Tem gandula em campo
Depois de quatro anos como apanhador de bolas em Moça Bonita, Macula entra no gramado e assume a camisa 11 do time do supersticioso Zagalo
Fonte: Revista Placar nº 930 - 1º de abril de 1988
Repórter: Átila Santos
"No nosso time, só joga se for como gandula". A frase, muito comum entre a garotada, serve para definir quem não tem nenhuma intimidade com a bola. Com Marco Aurélio dos Santos, o Macula, aconteceu o contrário. Era tão bom com ela nos pés que deixou de lado a tarefa de apanhá-la para se tornar jogador profissional. Realizou, assim, o sonho da maioria de seus antigos colegas.

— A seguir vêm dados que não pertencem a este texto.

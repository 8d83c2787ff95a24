//! Result Store
//!
//! Persists analysis results and plugin executions into the project's
//! sidecar document and keeps the results of the open project in memory.
//!
//! Every write re-reads the document from disk and replaces a single entry,
//! so sections written by other components (or newer versions) are kept.
//! Writes for one project root are serialized by an async mutex keyed by
//! the canonical root path; different roots never contend.

use std::collections::HashMap;
use std::path::{Path, PathBuf};
use std::sync::{Arc, Mutex, RwLock};

use serde_json::{Map, Value};
use tracing::{debug, info, warn};

use crate::models::analysis::AnalysisResult;
use crate::models::plugin::PluginExecution;
use crate::models::sidecar::SidecarSection;
use crate::storage::sidecar_file::SidecarFile;
use crate::utils::error::{AppError, AppResult};

#[derive(Debug, Default)]
struct LoadedProject {
    root: Option<PathBuf>,
    canonical_root: Option<PathBuf>,
    results: HashMap<String, AnalysisResult>,
}

/// Sidecar-backed result persistence
#[derive(Debug, Default)]
pub struct ResultStore {
    locks: Mutex<HashMap<PathBuf, Arc<tokio::sync::Mutex<()>>>>,
    loaded: RwLock<LoadedProject>,
}

async fn canonical_root(root: &Path) -> PathBuf {
    tokio::fs::canonicalize(root)
        .await
        .unwrap_or_else(|_| root.to_path_buf())
}

/// Run a sidecar operation off the async runtime
async fn with_sidecar<T, F>(root: &Path, f: F) -> AppResult<T>
where
    T: Send + 'static,
    F: FnOnce(SidecarFile) -> AppResult<T> + Send + 'static,
{
    let sidecar = SidecarFile::for_project(root);
    tokio::task::spawn_blocking(move || f(sidecar))
        .await
        .map_err(|e| AppError::internal(format!("sidecar task failed: {}", e)))?
}

impl ResultStore {
    pub fn new() -> Self {
        Self::default()
    }

    fn lock_for(&self, canonical: &Path) -> AppResult<Arc<tokio::sync::Mutex<()>>> {
        let mut locks = self
            .locks
            .lock()
            .map_err(|_| AppError::internal("result store lock table poisoned"))?;
        Ok(locks
            .entry(canonical.to_path_buf())
            .or_insert_with(|| Arc::new(tokio::sync::Mutex::new(())))
            .clone())
    }

    fn is_loaded_root(&self, canonical: &Path) -> bool {
        self.loaded
            .read()
            .map(|l| l.canonical_root.as_deref() == Some(canonical))
            .unwrap_or(false)
    }

    fn with_loaded<F>(&self, f: F) -> AppResult<()>
    where
        F: FnOnce(&mut LoadedProject),
    {
        let mut loaded = self
            .loaded
            .write()
            .map_err(|_| AppError::internal("result store cache poisoned"))?;
        f(&mut loaded);
        Ok(())
    }

    // ========================================================================
    // Analysis results
    // ========================================================================

    /// Load `analysisResults` of `root` into memory, creating an empty
    /// sidecar when none exists. Never destructive.
    pub async fn load(&self, root: &Path) -> AppResult<()> {
        let canonical = canonical_root(root).await;
        let lock = self.lock_for(&canonical)?;
        let _guard = lock.lock().await;

        let doc = with_sidecar(root, |sidecar| sidecar.load_or_create()).await?;
        let mut results = HashMap::new();
        if let Some(Value::Object(entries)) = doc.get(SidecarSection::AnalysisResults.key()) {
            for (id, value) in entries {
                match serde_json::from_value::<AnalysisResult>(value.clone()) {
                    Ok(result) => {
                        results.insert(id.clone(), result);
                    }
                    Err(e) => warn!(analysis_id = %id, error = %e, "skipping unreadable stored result"),
                }
            }
        }

        info!(root = %root.display(), count = results.len(), "analysis results loaded");
        self.with_loaded(|loaded| {
            loaded.root = Some(root.to_path_buf());
            loaded.canonical_root = Some(canonical);
            loaded.results = results;
        })
    }

    /// Root of the project whose results are in memory
    pub fn project_root(&self) -> Option<PathBuf> {
        self.loaded.read().ok().and_then(|l| l.root.clone())
    }

    pub fn get_result(&self, analysis_id: &str) -> Option<AnalysisResult> {
        self.loaded
            .read()
            .ok()
            .and_then(|l| l.results.get(analysis_id).cloned())
    }

    /// All loaded results, ordered by analysis id
    pub fn results(&self) -> Vec<AnalysisResult> {
        let Ok(loaded) = self.loaded.read() else {
            return Vec::new();
        };
        let mut results: Vec<_> = loaded.results.values().cloned().collect();
        results.sort_by(|a, b| a.analysis_id.cmp(&b.analysis_id));
        results
    }

    /// Replace `analysisResults[analysis_id]` on disk
    pub async fn save(&self, root: &Path, analysis_id: &str, result: &AnalysisResult) -> AppResult<()> {
        let value = serde_json::to_value(result)?;
        self.upsert_entry(root, SidecarSection::AnalysisResults, analysis_id, value)
            .await?;

        if self.is_loaded_root(&canonical_root(root).await) {
            let result = result.clone();
            self.with_loaded(|loaded| {
                loaded.results.insert(analysis_id.to_string(), result);
            })?;
        }
        Ok(())
    }

    /// Remove `analysisResults[analysis_id]` on disk
    pub async fn delete(&self, root: &Path, analysis_id: &str) -> AppResult<bool> {
        self.delete_entry(root, SidecarSection::AnalysisResults, analysis_id)
            .await
    }

    // ========================================================================
    // Plugin executions
    // ========================================================================

    pub async fn plugin_execution(&self, root: &Path, plugin_id: &str) -> AppResult<Option<PluginExecution>> {
        let entries = self.section_entries(root, SidecarSection::PluginExecutions).await?;
        match entries.get(plugin_id) {
            Some(value) => Ok(Some(serde_json::from_value(value.clone())?)),
            None => Ok(None),
        }
    }

    pub async fn save_plugin_execution(&self, root: &Path, execution: &PluginExecution) -> AppResult<()> {
        let value = serde_json::to_value(execution)?;
        self.upsert_entry(root, SidecarSection::PluginExecutions, &execution.plugin_id, value)
            .await
    }

    pub async fn delete_plugin_execution(&self, root: &Path, plugin_id: &str) -> AppResult<bool> {
        self.delete_entry(root, SidecarSection::PluginExecutions, plugin_id)
            .await
    }

    // ========================================================================
    // Raw section access
    // ========================================================================

    /// Entries of one sidecar section as stored on disk
    pub async fn section_entries(&self, root: &Path, section: SidecarSection) -> AppResult<Map<String, Value>> {
        let lock = self.lock_for(&canonical_root(root).await)?;
        let _guard = lock.lock().await;
        with_sidecar(root, move |sidecar| sidecar.section(section)).await
    }

    async fn upsert_entry(&self, root: &Path, section: SidecarSection, key: &str, value: Value) -> AppResult<()> {
        let lock = self.lock_for(&canonical_root(root).await)?;
        let _guard = lock.lock().await;
        let entry_key = key.to_string();
        with_sidecar(root, move |sidecar| sidecar.upsert_entry(section, &entry_key, value)).await?;
        debug!(root = %root.display(), %section, key, "sidecar entry saved");
        Ok(())
    }

    /// Remove one entry of a section; returns whether it existed
    pub async fn delete_entry(&self, root: &Path, section: SidecarSection, key: &str) -> AppResult<bool> {
        let canonical = canonical_root(root).await;
        let lock = self.lock_for(&canonical)?;
        let _guard = lock.lock().await;
        let entry_key = key.to_string();
        let removed = with_sidecar(root, move |sidecar| sidecar.remove_entry(section, &entry_key)).await?;
        if section == SidecarSection::AnalysisResults && self.is_loaded_root(&canonical) {
            self.with_loaded(|loaded| {
                loaded.results.remove(key);
            })?;
        }
        debug!(root = %root.display(), %section, key, removed, "sidecar entry deleted");
        Ok(removed)
    }
}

Hoje ele é o titular absoluto da ponta-esquerda do Bangu. Curiosamente, tem um estilo que não se parece em nada com o que seu técnico Zagalo exibia quando atuava na posição. Macula busca sempre a linha de fundo, encarando a marcação de frente. Zagalo preferia armar o jogo, ajudando o meio-campo. Além disso, este fogoso camisa 11 de 19 anos, 1,75m e 69kg adora abusar da própria ousadia.
A mesma coisa ele fazia entre 1982 e 1986, quando trabalhou como gandula em Moça Bonita. "Éramos treinados para fazer cera quando o Bangu estivesse vencendo", confessa. "Escondíamos a bola num buraco que havia ao lado do campo e até simulávamos contusões para retardar o jogo".
Para Macula, as partidas eram verdadeiras batalhas. Valia tudo para ajudar a vencê-las. "Às vezes eu punha as bolas num local onde a grama era bem alta", revela. "Nenhum árbitro conseguia achá-la". Como se percebe, malandragem não lhe faltava. E, sem ela, talvez nem tivesse conseguido sobreviver.
Menino pobre de Padre Miguel, subúrbio do Rio de Janeiro, ele aprendeu a se virar cedo. Com 5 anos, já perdera o pai - o ex-zagueiro Hélio (1), campeão carioca de 1966 pelo Bangu - e a mãe, mortos prematuramente. Enfrentou dificuldades. Cresceu alimentando-se mal. "Eu morava com minha avó, junto com um irmão", recorda. "Faltava quase tudo para nós. Quando passei a treinar nos juvenis do Bangu, pedi para morar e comer na concentração do clube".
Lançado entre os profissionais em 1986 pelo técnico Paulo César Carpegiani, Macula logo foi convocado para as seleções Carioca e Brasileira de juniores. Mas nem mesmo essa alegria pôde ser comparada à de largar a "gandulagem" e jogar com seus ídolos Marinho e Cláudio Adão (2) - quando os três atuavam no Bangu. "Perdi a conta de quantas vezes eles me deram uns trocados para lavar seus carros", conta.
Com o futebol, Macula espera ficar tão famoso quanto foi como pegador de bola. Só não quer ter as dores de cabeça daquele período. "Cansei de levar bronca dos juízes", diverte-se. "Wilson Carlos dos Santos, que sabia das nossas tramóias, era quem mais pegava no meu pé". Tantas ele aprontou que acabou proibido de trabalhar como gandula no Maracanã.
Hoje, Macula não pede mais permissão para pisar naquele gramado. Mas continua ousado. Dias atrás (9 de março), foi lá mesmo que ele marcou seu primeiro gol na Taça Guanabara - em cima do badalado Flamengo, que saiu chorando um empate de 1 x 1.